‘Godzilla vs Kong’ Trailer: Here’s the Good, the Bad, and the Outrageous
Godzilla vs Kong’s trailer is arguably the biggest trailer reveal of 2021 yet, but it is not only big in sheer size. Of course, Kong is a grown up now, and his towering figure is a testament that you can put on pounds of pure muscle while being confined in a small space (read: Skull Island), with little to no help from a fitness coach, so you should stop blaming the pandemic and the closure of gyms for looking like a starving caveman. Or a melted ice-cream.
Yes, we have all been starved of big movie titles since Pandemic-20 started its world tour, and perhaps that is the reason why the trailer of Godzilla vs Kong is leaving a much bigger footprint than it should. Kaiju. Story reveals. Warbat. Kong’s weapon. I have lost count of the times that these headlines made their way into my social media feed. The sheer amount of articles spawning from that trailer alone proved that something substantial and interesting has finally emerged for film publications to write about. I can feel their hunger, and I wonder when was the last time that they had a nice, warm, cheeseburger.
Food aside, the trailer does certainly leave a lengthy trail of after-shocks to be talked about. There are good surprises, not-so-great reveals, and plenty of bold moves that could drive the audience crazy, for good or bad reasons. And here they are.

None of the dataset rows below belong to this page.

#[derive(Debug, Clone)]
pub struct CreateForm {
    pub owner_email: String,
    pub memory_mb: String,
    pub cpus: String,
    pub disk_mb: String,
}

impl Default for CreateForm {
    fn default() -> Self {
        let defaults = CreateVmRequest::default();
        CreateForm {
            owner_email: String::new(),
            memory_mb: defaults.memory_mb.to_string(),
            cpus: defaults.cpus.to_string(),
            disk_mb: defaults.disk_mb.to_string(),
        }
    }
}

impl CreateForm {
    /// Unparseable numbers fall back to the panel defaults, as the panel
    /// itself does.
    pub fn to_request(&self) -> CreateVmRequest {
        let defaults = CreateVmRequest::default();
        CreateVmRequest {
            owner_email: self.owner_email.trim().to_string(),
            memory_mb: self.memory_mb.trim().parse().unwrap_or(defaults.memory_mb),
            cpus: self.cpus.trim().parse().unwrap_or(defaults.cpus),
            disk_mb: self.disk_mb.trim().parse().unwrap_or(defaults.disk_mb),
        }
    }
}

#[derive(Debug, Clone)]
pub enum ConfirmAction {
    Quick { serial: String, action: QuickAction },
}

#[derive(Debug)]
pub enum InputMode {
    Normal,
    Editing(FormField),
    Confirmation {
        message: String,
        action: ConfirmAction,
    },
    Help,
}

pub struct App {
    pub api: Arc<PanelApiClient>,
    pub queue: NotificationQueue,
    pub lock: InputLock,
    pub workflow: Arc<CreationWorkflow<PanelApiClient>>,
    pub refresher: OneShotRefresher,
    pub config: TrackerConfig,
    pub panel_url: String,
    admin_user: String,
    admin_pass: Option<String>,
    pub input_mode: InputMode,
    pub form: CreateForm,
    pub serial: String,
    pub focus: usize,
    pub display_status: StatusDisplay,
    pub tracker: Option<TrackerHandle>,
    pub message: Option<String>,
    pub should_quit: bool,
    pub panel_reachable: bool,
    pub last_panel_check: Option<Instant>,
    panel_check_pending: bool,
    pub tracking_since: Option<Instant>,
    pub cancel: CancellationToken,
    pub event_tx: mpsc::UnboundedSender<AppEvent>, // Channel to send results from background tasks
    pub event_rx: mpsc::UnboundedReceiver<AppEvent>, // Channel to receive results in main thread
}

impl App {
    pub fn new(args: &Args) -> Result<Self> {
        let config = args.tracker_config();
        let api = Arc::new(PanelApiClient::new(&args.url, args.request_timeout)?);
        let queue = NotificationQueue::new(config.toast_ttl);
        let lock = InputLock::new(FORM_CONTROLS);
        let cancel = CancellationToken::new();

        let workflow = CreationWorkflow::new(
            Arc::clone(&api),
            queue.clone(),
            lock.clone(),
            config.clone(),
        )
        .with_cancellation(cancel.child_token());
        let refresher = OneShotRefresher::new(api.clone(), queue.clone(), config.refresh_delay);

        let (event_tx, event_rx) = mpsc::unbounded_channel();

        Ok(App {
            api,
            queue,
            lock,
            workflow: Arc::new(workflow),
            refresher,
            config,
            panel_url: args.url.clone(),
            admin_user: args.admin_user.clone(),
            admin_pass: args.admin_pass.clone(),
            input_mode: InputMode::Normal,
            form: CreateForm::default(),
            serial: String::new(),
            focus: 0,
            display_status: StatusDisplay::default(),
            tracker: None,
            message: None,
            should_quit: false,
            panel_reachable: false,
            last_panel_check: None,
            panel_check_pending: false,
            tracking_since: None,
            cancel,
            event_tx,
            event_rx,
        })
    }

    /// Starts the reachability check and the admin login in the
    /// background; both report through toasts or `AppEvent`s.
    pub fn initialize(&mut self) {
        info!("Initializing application against {}", self.panel_url);
        self.check_panel();

        let Some(pass) = self.admin_pass.clone() else {
            self.message = Some("No admin password set, creation will be refused".to_string());
            return;
        };

        let api = Arc::clone(&self.api);
        let queue = self.queue.clone();
        let user = self.admin_user.clone();
        let long_ttl = self.config.long_toast_ttl;
        tokio::spawn(async move {
            match api.login(&user, &pass).await {
                Ok(()) => {
                    queue
                        .post(format!("Signed in as {}", user), Severity::Success)
                        .await;
                }
                Err(e) => {
                    error!("Admin login failed: {}", e);
                    queue
                        .post_for(format!("Admin login failed: {}", e), Severity::Error, long_ttl)
                        .await;
                }
            }
        });
    }

    /// Probes the panel in the background. At most one probe is in flight.
    pub fn check_panel(&mut self) {
        if self.panel_check_pending {
            return;
        }
        self.panel_check_pending = true;
        self.last_panel_check = Some(Instant::now());

        let api = Arc::clone(&self.api);
        let tx = self.event_tx.clone();
        tokio::spawn(async move {
            let reachable = api.check_panel_reachable().await;
            let _ = tx.send(AppEvent::PanelChecked(reachable));
        });
    }

    pub fn maybe_check_panel(&mut self) {
        let stale = self
            .last_panel_check
            .map_or(true, |last| last.elapsed() > Duration::from_secs(30));
        if stale && matches!(self.input_mode, InputMode::Normal) {
            self.check_panel();
        }
    }

    pub fn focused_field(&self) -> FormField {
        FormField::ALL[self.focus % FormField::ALL.len()]
    }

    pub fn focus_next(&mut self) {
        self.focus = (self.focus + 1) % FormField::ALL.len();
    }

    pub fn focus_previous(&mut self) {
        if self.focus > 0 {
            self.focus -= 1;
        } else {
            self.focus = FormField::ALL.len() - 1;
        }
    }

    pub fn field_value(&self, field: FormField) -> &str {
        match field {
            FormField::Owner => &self.form.owner_email,
            FormField::Memory => &self.form.memory_mb,
            FormField::Cpus => &self.form.cpus,
            FormField::Disk => &self.form.disk_mb,
            FormField::Serial => &self.serial,
        }
    }

    fn field_mut(&mut self, field: FormField) -> &mut String {
        match field {
            FormField::Owner => &mut self.form.owner_email,
            FormField::Memory => &mut self.form.memory_mb,
            FormField::Cpus => &mut self.form.cpus,
            FormField::Disk => &mut self.form.disk_mb,
            FormField::Serial => &mut self.serial,
        }
    }

    pub fn is_field_disabled(&self, field: FormField) -> bool {
        self.lock.is_disabled(field.control())
    }

    pub fn start_editing(&mut self) {
        let field = self.focused_field();
        if self.is_field_disabled(field) {
            self.message = Some(self.locked_message());
            return;
        }
        self.input_mode = InputMode::Editing(field);
    }

    pub fn input_char(&mut self, field: FormField, c: char) {
        if self.is_field_disabled(field) {
            return;
        }
        if field.is_numeric() && !c.is_ascii_digit() {
            return;
        }
        if c.is_control() {
            return;
        }
        self.field_mut(field).push(c);
    }

    pub fn input_backspace(&mut self, field: FormField) {
        if !self.is_field_disabled(field) {
            self.field_mut(field).pop();
        }
    }

    pub fn stop_editing(&mut self) {
        self.input_mode = InputMode::Normal;
    }

    fn locked_message(&self) -> String {
        match &self.tracker {
            Some(handle) => format!("Form is locked while {} is created", handle.operation_id()),
            None => "Form is locked while a creation request is in flight".to_string(),
        }
    }

    /// Sends the creation request in the background. The workflow engages
    /// the input lock itself; a second press while it is held is refused.
    pub fn submit_creation(&mut self) {
        if self.lock.is_disabled("create") {
            self.message = Some(self.locked_message());
            return;
        }

        let request = self.form.to_request();
        let workflow = Arc::clone(&self.workflow);
        let tx = self.event_tx.clone();
        let on_ready = self.reload_action();

        self.message = Some("Submitting creation request...".to_string());
        tokio::spawn(async move {
            let event = match workflow.submit(&request, on_ready).await {
                Ok(handle) => AppEvent::Tracking(handle),
                Err(e) => AppEvent::CreationFailed(e),
            };
            let _ = tx.send(event);
        });
    }

    /// Run by a tracker once its machine is ready.
    pub fn reload_action(&self) -> TerminalAction {
        let tx = self.event_tx.clone();
        Box::new(move || {
            let _ = tx.send(AppEvent::Reload);
        })
    }

    pub fn cancel_tracking(&mut self) {
        match &self.tracker {
            Some(handle) if !handle.is_finished() => {
                handle.cancel();
                self.message = Some(format!("Stopped tracking {}", handle.operation_id()));
            }
            _ => self.message = Some("Nothing is being tracked".to_string()),
        }
    }

    pub fn tracker_snapshot(&self) -> Option<TrackerSnapshot> {
        self.tracker.as_ref().map(|handle| handle.snapshot())
    }

    pub fn request_quick_action(&mut self, action: QuickAction) {
        let serial = self.serial.trim().to_string();
        if serial.is_empty() {
            self.message = Some("Enter a serial first".to_string());
            return;
        }

        match action {
            QuickAction::Stop | QuickAction::Reset => {
                self.input_mode = InputMode::Confirmation {
                    message: format!("{} machine '{}'?", capitalize(action.as_str()), serial),
                    action: ConfirmAction::Quick { serial, action },
                };
            }
            QuickAction::Start | QuickAction::Refresh => self.run_quick_action(serial, action),
        }
    }

    pub fn confirm(&mut self, action: ConfirmAction) {
        self.input_mode = InputMode::Normal;
        match action {
            ConfirmAction::Quick { serial, action } => self.run_quick_action(serial, action),
        }
    }

    pub fn cancel_dialog(&mut self) {
        self.input_mode = InputMode::Normal;
        self.message = Some("Action cancelled".to_string());
    }

    /// Submits a quick action, then refreshes the displayed status once.
    pub fn run_quick_action(&mut self, serial: String, action: QuickAction) {
        info!("Submitting {} for {}", action.as_str(), serial);
        self.message = Some(format!("Sent {} to {}", action.as_str(), serial));

        let api = Arc::clone(&self.api);
        let refresher = self.refresher.clone();
        let display = Arc::clone(&self.display_status);
        let tx = self.event_tx.clone();

        tokio::spawn(async move {
            match api.submit_action(&serial, action).await {
                Ok(()) => {
                    let _ = refresher.schedule(serial, display);
                }
                Err(e) => {
                    warn!("{} for {} failed: {}", action.as_str(), serial, e);
                    let _ = tx.send(AppEvent::ActionFailed {
                        serial,
                        action,
                        error: e.to_string(),
                    });
                }
            }
        });
    }

    pub fn show_help(&mut self) {
        self.input_mode = InputMode::Help;
    }

    pub fn close_modal(&mut self) {
        self.input_mode = InputMode::Normal;
    }

    pub fn clear_message(&mut self) {
        self.message = None;
    }

    /// Resets the surface after a successful creation.
    pub fn reload(&mut self) {
        info!("Reloading after successful creation");
        self.form = CreateForm::default();
        self.tracker = None;
        self.tracking_since = None;
        self.message = Some("Ready for the next machine".to_string());
        self.check_panel();
    }

    pub async fn poll_background_tasks(&mut self) {
        while let Ok(event) = self.event_rx.try_recv() {
            match event {
                AppEvent::Tracking(handle) => {
                    info!("Tracking {}", handle.operation_id());
                    self.message = Some(format!("Tracking {}", handle.operation_id()));
                    self.tracker = Some(handle);
                    self.tracking_since = Some(Instant::now());
                }
                AppEvent::CreationFailed(WorkflowError::Busy) => {
                    self.message = Some(self.locked_message());
                }
                AppEvent::CreationFailed(e) => {
                    // The workflow already notified the user
                    self.message = Some(e.to_string());
                }
                AppEvent::Reload => self.reload(),
                AppEvent::PanelChecked(reachable) => {
                    debug!("Panel reachable: {}", reachable);
                    self.panel_reachable = reachable;
                    self.panel_check_pending = false;
                }
                AppEvent::ActionFailed {
                    serial,
                    action,
                    error,
                } => {
                    self.queue
                        .post(
                            format!("Could not {} {}: {}", action.as_str(), serial, error),
                            Severity::Error,
                        )
                        .await;
                }
            }
        }
    }

    pub fn quit(&mut self) {
        self.cancel.cancel();
        self.should_quit = true;
    }
}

Godzilla is definitely a good lizard gone bad in the trailer, and it shows, more so if you can recall a couple of scenes from Gareth Edward’s Godzilla (2014). Finally, finally, the great lizard can properly party at the world’s biggest cities without giving two hoots about human rights and hurting the humanity’s feelings. It definitely doesn’t need to worry about messing up your lawn or disturbing your children’s school anymore.
One of the iconic scenes from the 2014 Godzilla is how the great lizard fully descends underwater and swims silently below a Navy ship to avoid impact. In Godzilla vs Kong’s trailer, the lizard can be seen passing through a fleet of these similar ships without even budging an inch, effectively slicing through one of those unfortunate ships with its jagged spikes. Ooops.